The problem —
Look for "push" in the records and copy every line that has it.

Material provided —
//! 总线构建器（BusBuilder）
//!
//! 启动期装配并校验总线：
//! - 收集具名依赖（单例或无参构造函数）、中间件与处理器；
//! - 每个处理器通过 [`Injectable`] 声明构造所需的具名、带类型依赖；
//! - `build()` 逐一核对声明，缺失报 `MissingDependency`，类型不符报 `TypeMismatch`；
//! - 处理器在每次执行时由依赖重新构造，工厂依赖（如事务管理器）因此每次都是新的。
//!
use crate::bus::{Bus, erase};
use crate::{error::AppError, handler::RequestHandler, middleware::Middleware, request::Request};
use std::any::{Any, TypeId, type_name};
use std::collections::HashMap;
use std::fmt;
use std::sync::Arc;

type Provider = Arc<dyn Fn() -> Box<dyn Any + Send> + Send + Sync>;

#[derive(Clone)]
struct Binding {
    type_id: TypeId,
    type_name: &'static str,
    provide: Provider,
}

/// 具名依赖表
#[derive(Clone, Default)]
pub struct Dependencies {
    bindings: HashMap<String, Binding>,
}

impl Dependencies {
    pub fn new() -> Self {
        Self::default()
    }

    /// 单例：每次解析得到它的一个克隆（通常是 `Arc` 或廉价句柄）
    pub fn singleton<T>(mut self, name: impl Into<String>, value: T) -> Self
    where
        T: Clone + Send + Sync + 'static,
    {
        self.bind::<T>(name.into(), Arc::new(move || Box::new(value.clone()) as Box<dyn Any + Send>));
        self
    }

    /// 工厂：每次解析调用一次构造函数
    pub fn factory<T, F>(mut self, name: impl Into<String>, f: F) -> Self
    where
        T: Send + 'static,
        F: Fn() -> T + Send + Sync + 'static,
    {
        self.bind::<T>(name.into(), Arc::new(move || Box::new(f()) as Box<dyn Any + Send>));
        self
    }

    fn bind<T: 'static>(&mut self, name: String, provide: Provider) {
        self.bindings.insert(
            name,
            Binding {
                type_id: TypeId::of::<T>(),
                type_name: type_name::<T>(),
                provide,
            },
        );
    }

    /// 核对一项依赖声明
    fn check(&self, handler: &'static str, dep: &Dependency) -> Result<(), AppError> {
        let binding = self
            .bindings
            .get(dep.name)
            .ok_or_else(|| AppError::MissingDependency {
                handler,
                dependency: dep.name.to_string(),
            })?;
        if binding.type_id != dep.type_id {
            return Err(AppError::TypeMismatch {
                expected: dep.type_name,
                found: binding.type_name,
            });
        }
        Ok(())
    }

    pub fn names(&self) -> impl Iterator<Item = &str> {
        self.bindings.keys().map(String::as_str)
    }
}

impl fmt::Debug for Dependencies {
    fn fmt(&self, f: &mut fmt::Formatter<'_>) -> fmt::Result {
        let mut names: Vec<_> = self.names().collect();
        names.sort_unstable();
        f.debug_struct("Dependencies").field("names", &names).finish()
    }
}

/// 一项依赖声明：名称 + 期望类型
#[derive(Clone, Copy, Debug)]
pub struct Dependency {
    name: &'static str,
    type_id: TypeId,
    type_name: &'static str,
}

impl Dependency {
    pub fn of<T: Any>(name: &'static str) -> Self {
        Self {
            name,
            type_id: TypeId::of::<T>(),
            type_name: type_name::<T>(),
        }
    }

    pub fn name(&self) -> &'static str {
        self.name
    }
}

/// 处理器构造期的依赖解析器
pub struct Resolver<'a> {
    handler: &'static str,
    deps: &'a Dependencies,
}

impl Resolver<'_> {
    pub fn resolve<T: Any>(&self, name: &str) -> Result<T, AppError> {
        let binding = self
            .deps
            .bindings
            .get(name)
            .ok_or_else(|| AppError::MissingDependency {
                handler: self.handler,
                dependency: name.to_string(),
            })?;

        (binding.provide)()
            .downcast::<T>()
            .map(|v| *v)
            .map_err(|_| AppError::TypeMismatch {
                expected: type_name::<T>(),
                found: binding.type_name,
            })
    }
}

/// 可由具名依赖构造的处理器
pub trait Injectable: Sized {
    fn dependencies() -> Vec<Dependency>;

    fn inject(resolver: &Resolver<'_>) -> Result<Self, AppError>;
}

struct PendingHandler {
    request: &'static str,
    handler: &'static str,
    requires: Vec<Dependency>,
    register: Box<dyn FnOnce(&Bus, Arc<Dependencies>) + Send>,
}

#[derive(Default)]
pub struct BusBuilder {
    dependencies: Dependencies,
    middlewares: Vec<Arc<dyn Middleware>>,
    handlers: Vec<PendingHandler>,
}

impl BusBuilder {
    pub fn new() -> Self {
        Self::default()
    }

    pub fn dependencies(mut self, dependencies: Dependencies) -> Self {
        self.dependencies = dependencies;
        self
    }

    pub fn singleton<T>(mut self, name: impl Into<String>, value: T) -> Self
    where
        T: Clone + Send + Sync + 'static,
    {
        self.dependencies = self.dependencies.singleton(name, value);
        self
    }

    pub fn factory<T, F>(mut self, name: impl Into<String>, f: F) -> Self
    where
        T: Send + 'static,
        F: Fn() -> T + Send + Sync + 'static,
    {
        self.dependencies = self.dependencies.factory(name, f);
        self
    }

    /// 追加中间件，先追加者在最外层
    pub fn middleware(mut self, middleware: Arc<dyn Middleware>) -> Self {
        self.middlewares.push(middleware);
        self
    }

    pub fn handler<R, H>(mut self) -> Self
    where
        R: Request,
        H: RequestHandler<R> + Injectable + 'static,
    {
        let handler = type_name::<H>();
        self.handlers.push(PendingHandler {
            request: R::NAME,
            handler,
            requires: H::dependencies(),
            register: Box::new(move |bus: &Bus, deps: Arc<Dependencies>| {
                bus.insert::<R>(erase::<R, H, _>(move || {
                    let resolver = Resolver {
                        handler,
                        deps: &deps,
                    };
                    H::inject(&resolver).map(Arc::new)
                }));
            }),
        });
        self
    }

    /// 校验全部依赖声明并生成总线
    pub fn build(self) -> Result<Bus, AppError> {
        for pending in &self.handlers {
            for dep in &pending.requires {
                self.dependencies.check(pending.handler, dep)?;
            }
        }

        let deps = Arc::new(self.dependencies);
        let bus = Bus::new(self.middlewares);
        for pending in self.handlers {
            tracing::debug!(
                request = pending.request,
                handler = pending.handler,
                "handler registered"
            );
            (pending.register)(&bus, deps.clone());
        }
        Ok(bus)
    }
}

#[cfg(test)]
mod tests {
    use super::*;
    use crate::{context::AppContext, handler::Extra};
    use async_trait::async_trait;
    use std::sync::atomic::{AtomicUsize, Ordering};

    #[derive(Clone, Debug)]
    struct Greet;

    impl Request for Greet {
        const NAME: &'static str = "greet";
        type Response = String;
    }

    /// 每次解析都不同的会话编号
    #[derive(Debug)]
    struct SessionId(usize);

    struct GreetHandler {
        greeting: Arc<String>,
        session: SessionId,
    }

    impl Injectable for GreetHandler {
        fn dependencies() -> Vec<Dependency> {
            vec![
                Dependency::of::<Arc<String>>("greeting"),
                Dependency::of::<SessionId>("session"),
            ]
        }

        fn inject(resolver: &Resolver<'_>) -> Result<Self, AppError> {
            Ok(Self {
                greeting: resolver.resolve("greeting")?,
                session: resolver.resolve("session")?,
            })
        }
    }

    #[async_trait]
    impl RequestHandler<Greet> for GreetHandler {
        async fn handle(&self, _ctx: &AppContext, _r: Greet, _e: Extra) -> Result<String, AppError> {
            Ok(format!("{} #{}", self.greeting, self.session.0))
        }
    }

    fn counter_factory() -> impl Fn() -> SessionId + Send + Sync + 'static {
        let next = AtomicUsize::new(0);
        move || SessionId(next.fetch_add(1, Ordering::SeqCst) + 1)
    }

    #[tokio::test]
    async fn builds_and_injects_fresh_factory_values() {
        let bus = BusBuilder::new()
            .singleton("greeting", Arc::new("hello".to_string()))
            .factory("session", counter_factory())
            .handler::<Greet, GreetHandler>()
            .build()
            .unwrap();

        let ctx = AppContext::default();
        assert_eq!(bus.dispatch(&ctx, Greet).await.unwrap(), "hello #1");
        assert_eq!(bus.dispatch(&ctx, Greet).await.unwrap(), "hello #2");
    }

    #[test]
    fn missing_dependency_fails_fast() {
        let err = BusBuilder::new()
            .singleton("greeting", Arc::new("hello".to_string()))
            .handler::<Greet, GreetHandler>()
            .build()
            .err()
            .unwrap();
        match err {
            AppError::MissingDependency { handler, dependency } => {
                assert!(handler.contains("GreetHandler"));
                assert_eq!(dependency, "session");
            }
            other => panic!("unexpected error: {other:?}"),
        }
    }

    #[test]
    fn dependency_of_wrong_type_fails_fast() {
        let err = BusBuilder::new()
            .singleton("greeting", "hello".to_string())
            .factory("session", counter_factory())
            .handler::<Greet, GreetHandler>()
            .build()
            .err()
            .unwrap();
        match err {
            AppError::TypeMismatch { expected, found } => {
                assert!(expected.contains("Arc"));
                assert_eq!(found, type_name::<String>());
            }
            other => panic!("unexpected error: {other:?}"),
        }
    }
}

Task answer —
        self.middlewares.push(middleware);
        self.handlers.push(PendingHandler {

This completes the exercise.